I cannot remember the last day that the Dow lost almost 1200 points in a single day as one long position after another got slammed. This is the eighth consecutive week of losses for the Dow as the market was not helped by Junk Bonds and Transports both making new lows for the year. This move lower saw me buy the Dow at an average rate of 32430 before thankfully getting stopped at 32145 and I am still flat. The Dow is trading at 31400 as I go to press. We have strong support from 30900/31250 where I will be an aggressive buyer with no stop for now. If I am taken long I will have a T/P level at 31630. Sentiment is still on the floor as shown by the Fear & Greed Index got hit hard yesterday, closing at 9 which is a reading of ‘’Extreme Fear’’

Cash NASDAQ 100

My NDX plan did not work well as I waited to buy the market at the bottom of my buy range at a price of 12150 before quickly getting stopped at 11995. I continue to nurse last month’s 14327 long position which I have now carried into May.

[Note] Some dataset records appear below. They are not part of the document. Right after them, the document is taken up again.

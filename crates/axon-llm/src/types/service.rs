use std::fmt;
use std::str::FromStr;

use serde::{Deserialize, Serialize};

use crate::error::LlmError;

/// Provider discriminant of a unified request
#[derive(Debug, Clone, Copy, PartialEq, Eq, Hash, Serialize, Deserialize)]
#[serde(rename_all = "lowercase")]
pub enum Service {
    /// OpenAI chat completions
    OpenAi,
    /// Groq (OpenAI-compatible)
    Groq,
    /// DeepSeek (OpenAI-compatible)
    DeepSeek,
    /// xAI (OpenAI-compatible)
    XAi,
    /// Anthropic Messages API
    Anthropic,
    /// Google Generative Language API
    Google,
    /// Ollama local API
    Ollama,
}

impl Service {
    /// Wire name of the service
    pub const fn as_str(self) -> &'static str {
        match self {
            Self::OpenAi => "openai",
            Self::Groq => "groq",
            Self::DeepSeek => "deepseek",
            Self::XAi => "xai",
            Self::Anthropic => "anthropic",
            Self::Google => "google",
            Self::Ollama => "ollama",
        }
    }

    /// Whether the provider speaks the OpenAI chat-completions wire format
    pub const fn is_openai_compatible(self) -> bool {
        matches!(self, Self::OpenAi | Self::Groq | Self::DeepSeek | Self::XAi)
    }

    /// Whether calls to the provider require an API key
    pub const fn requires_api_key(self) -> bool {
        !matches!(self, Self::Ollama)
    }

    /// Whether the provider authenticates with an `Authorization: Bearer` header
    pub const fn supports_bearer_auth(self) -> bool {
        self.is_openai_compatible()
    }
}

impl fmt::Display for Service {
    fn fmt(&self, f: &mut fmt::Formatter<'_>) -> fmt::Result {
        f.write_str(self.as_str())
    }
}

impl FromStr for Service {
    type Err = LlmError;

    fn from_str(s: &str) -> Result<Self, Self::Err> {
        match s {
            "openai" => Ok(Self::OpenAi),
            "groq" => Ok(Self::Groq),
            "deepseek" => Ok(Self::DeepSeek),
            "xai" => Ok(Self::XAi),
            "anthropic" => Ok(Self::Anthropic),
            "google" => Ok(Self::Google),
            "ollama" => Ok(Self::Ollama),
            other => Err(LlmError::UnsupportedService(other.to_owned())),
        }
    }
}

I will now lower my exit level on this position to 13800 which I am hopeful we will see this month. Despite how oversold the NDX is trading I will not add to my existing long position. If this changes I will be back with a new update for my Platinum Members.

June BUND

No Change. I am still long the Bund at 152.80 with the same 153.10 T/P level and same 151.65 wider stop.

Gold Rolling Contract

Gold had a quiet trading session yesterday and I am still flat. I am not crazy about the current price action as I believe a lot of Funds and Investors are trapped long above the market. I will leave 1801/1786 buy level unchanged with the same wider 1769 ‘’Closing Stop’’.

Silver Rolling Contract

No Change. Silver has support from 20.50/21.10 where I will continue to be a buyer with a 19.95 stop.